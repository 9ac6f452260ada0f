//! Backend API client.
//!
//! Tool handlers only see the [`ApiClient`] trait. The client owns the session
//! token; handlers decide when to set or clear it.

mod http;
pub mod models;

pub use http::HttpApiClient;
pub use models::{
    discount_percent, Address, AuthChallenge, AuthSession, AuthState, AuthStatus, Cart, CartItem,
    CartSummary, LocationCheck, NewAddress, NewUser, OrderPage, Product, ProductFilter,
    ProductPage, User, DEFAULT_DELIVERY_MINS,
};

use async_trait::async_trait;
use serde_json::Value;

use crate::envelope::ImageContent;
use crate::types::Result;

/// Typed access to the quick-commerce backend.
///
/// Every call may fail with [`crate::types::Error::Api`] (backend rejected the
/// request) or a transport error. Payloads the tools only pass through are
/// returned as the backend's `data` object.
#[cfg_attr(test, mockall::automock)]
#[async_trait]
pub trait ApiClient: Send + Sync {
    // --- session ---------------------------------------------------------

    async fn is_authenticated(&self) -> bool;

    async fn set_session(&self, token: String, user: Option<User>);

    async fn clear_session(&self);

    // --- auth ------------------------------------------------------------

    async fn login(&self, email: &str, password: &str) -> Result<AuthSession>;

    async fn register(&self, user: &NewUser) -> Result<AuthSession>;

    async fn get_me(&self) -> Result<User>;

    async fn request_auth(&self) -> Result<AuthChallenge>;

    async fn check_auth_status(&self, code: &str) -> Result<AuthStatus>;

    // --- catalog ---------------------------------------------------------

    async fn search_products(&self, query: &str, page: u32, limit: u32) -> Result<ProductPage>;

    async fn get_categories(&self) -> Result<Value>;

    async fn get_products_by_category(
        &self,
        category_id: &str,
        page: u32,
        limit: u32,
    ) -> Result<ProductPage>;

    async fn filter_products(&self, filter: &ProductFilter) -> Result<ProductPage>;

    async fn get_product(&self, product_id: &str) -> Result<Product>;

    async fn get_alternatives(&self, product_id: &str) -> Result<Value>;

    async fn get_featured(&self, limit: u32) -> Result<ProductPage>;

    /// Download a product image. Relative URLs resolve against the backend host.
    async fn fetch_image(&self, url: &str) -> Result<ImageContent>;

    // --- cart ------------------------------------------------------------

    async fn get_cart(&self) -> Result<CartSummary>;

    async fn add_cart_item(&self, product_id: &str, quantity: u32) -> Result<Value>;

    async fn update_cart_item(&self, product_id: &str, quantity: u32) -> Result<Value>;

    async fn remove_cart_item(&self, product_id: &str) -> Result<Value>;

    async fn clear_cart(&self) -> Result<Value>;

    // --- addresses -------------------------------------------------------

    async fn get_addresses(&self) -> Result<Vec<Address>>;

    async fn create_address(&self, address: &NewAddress) -> Result<Address>;

    async fn set_default_address(&self, address_id: &str) -> Result<Value>;

    async fn validate_location(&self, address_id: &str) -> Result<LocationCheck>;

    // --- checkout & orders -----------------------------------------------

    async fn checkout(&self, address_id: &str) -> Result<Value>;

    async fn set_payment_mode(&self, order_id: &str, payment_mode: &str) -> Result<Value>;

    async fn process_payment(&self, order_id: &str) -> Result<Value>;

    async fn get_orders(&self, page: u32, limit: u32) -> Result<OrderPage>;

    async fn get_order(&self, order_id: &str) -> Result<Value>;

    async fn track_order(&self, order_id: &str) -> Result<Value>;

    async fn cancel_order(&self, order_id: &str, reason: Option<String>) -> Result<Value>;

    async fn reorder(&self, order_id: &str) -> Result<Value>;

    // --- health ----------------------------------------------------------

    async fn health(&self) -> Result<Value>;
}
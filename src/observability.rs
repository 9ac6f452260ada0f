//! Observability utilities.
//!
//! Tracing goes to stderr: stdout carries protocol frames.

use serde_json::{Map, Value};
use std::sync::OnceLock;
use std::time::Instant;
use tracing_subscriber::{fmt, prelude::*, EnvFilter};

use crate::envelope::ResponseEnvelope;
use crate::types::{CorrelationId, ObservabilityConfig};

static TRACING_INIT: OnceLock<()> = OnceLock::new();

/// Argument keys whose values never reach the logs.
const SENSITIVE_KEYS: &[&str] = &["password", "token", "secret", "otp", "auth_code"];

/// Longest string argument logged verbatim.
const MAX_LOGGED_STRING: usize = 200;

/// Initialize tracing subscriber once for the process.
///
/// Filter comes from `RUST_LOG`, falling back to the configured level. JSON
/// output is selected by `json_logs` (or `MINUTES_LOG_FORMAT=json` at load).
pub fn init_tracing(config: &ObservabilityConfig) {
    TRACING_INIT.get_or_init(|| {
        let env_filter = EnvFilter::try_from_default_env()
            .unwrap_or_else(|_| EnvFilter::new(&config.log_level));

        let result = if config.json_logs {
            tracing_subscriber::registry()
                .with(env_filter)
                .with(fmt::layer().json().with_writer(std::io::stderr))
                .try_init()
        } else {
            tracing_subscriber::registry()
                .with(env_filter)
                .with(fmt::layer().compact().with_writer(std::io::stderr))
                .try_init()
        };

        if let Err(err) = result {
            eprintln!("tracing init skipped: {err}");
        }
    });
}

/// Copy of `args` safe to log: secrets redacted, long strings truncated.
pub fn sanitize_args(args: &Value) -> Value {
    match args {
        Value::Object(map) => {
            let clean: Map<String, Value> = map
                .iter()
                .map(|(key, value)| {
                    let lower = key.to_ascii_lowercase();
                    if SENSITIVE_KEYS.iter().any(|s| lower.contains(s)) {
                        (key.clone(), Value::String("[REDACTED]".to_string()))
                    } else {
                        (key.clone(), sanitize_args(value))
                    }
                })
                .collect();
            Value::Object(clean)
        }
        Value::Array(items) => Value::Array(items.iter().map(sanitize_args).collect()),
        Value::String(s) if s.chars().count() > MAX_LOGGED_STRING => {
            let truncated: String = s.chars().take(MAX_LOGGED_STRING).collect();
            Value::String(format!("{}...", truncated))
        }
        other => other.clone(),
    }
}

/// Handle returned by [`ToolLogger::tool_start`].
#[derive(Debug)]
pub struct ToolCall {
    pub id: CorrelationId,
    started: Instant,
}

impl ToolCall {
    pub fn elapsed_ms(&self) -> u64 {
        self.started.elapsed().as_millis() as u64
    }
}

/// Structured start/finish logging for tool calls. Purely observational.
#[derive(Debug, Default, Clone)]
pub struct ToolLogger;

impl ToolLogger {
    pub fn new() -> Self {
        Self
    }

    pub fn tool_start(&self, tool: &str, args: &Value) -> ToolCall {
        let call = ToolCall {
            id: CorrelationId::new(),
            started: Instant::now(),
        };
        tracing::info!(
            correlation_id = %call.id,
            tool = %tool,
            args = %sanitize_args(args),
            "tool_start"
        );
        call
    }

    /// Logs the outcome shape only. Messages can carry sign-in codes and links.
    pub fn tool_success(&self, call: &ToolCall, tool: &str, envelope: &ResponseEnvelope) {
        tracing::info!(
            correlation_id = %call.id,
            tool = %tool,
            success = envelope.success,
            requires_user_action = envelope.needs_user_action(),
            duration_ms = call.elapsed_ms(),
            message_len = envelope.message.len(),
            images = envelope.images.len(),
            "tool_success"
        );
    }

    pub fn tool_error(&self, call: &ToolCall, tool: &str, message: &str) {
        tracing::error!(
            correlation_id = %call.id,
            tool = %tool,
            duration_ms = call.elapsed_ms(),
            error = %message,
            "tool_error"
        );
    }
}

→ **Problem details**
Reproduce each line from the records that contains the word "clean".

→ **Task response**
            let clean: Map<String, Value> = map
            Value::Object(clean)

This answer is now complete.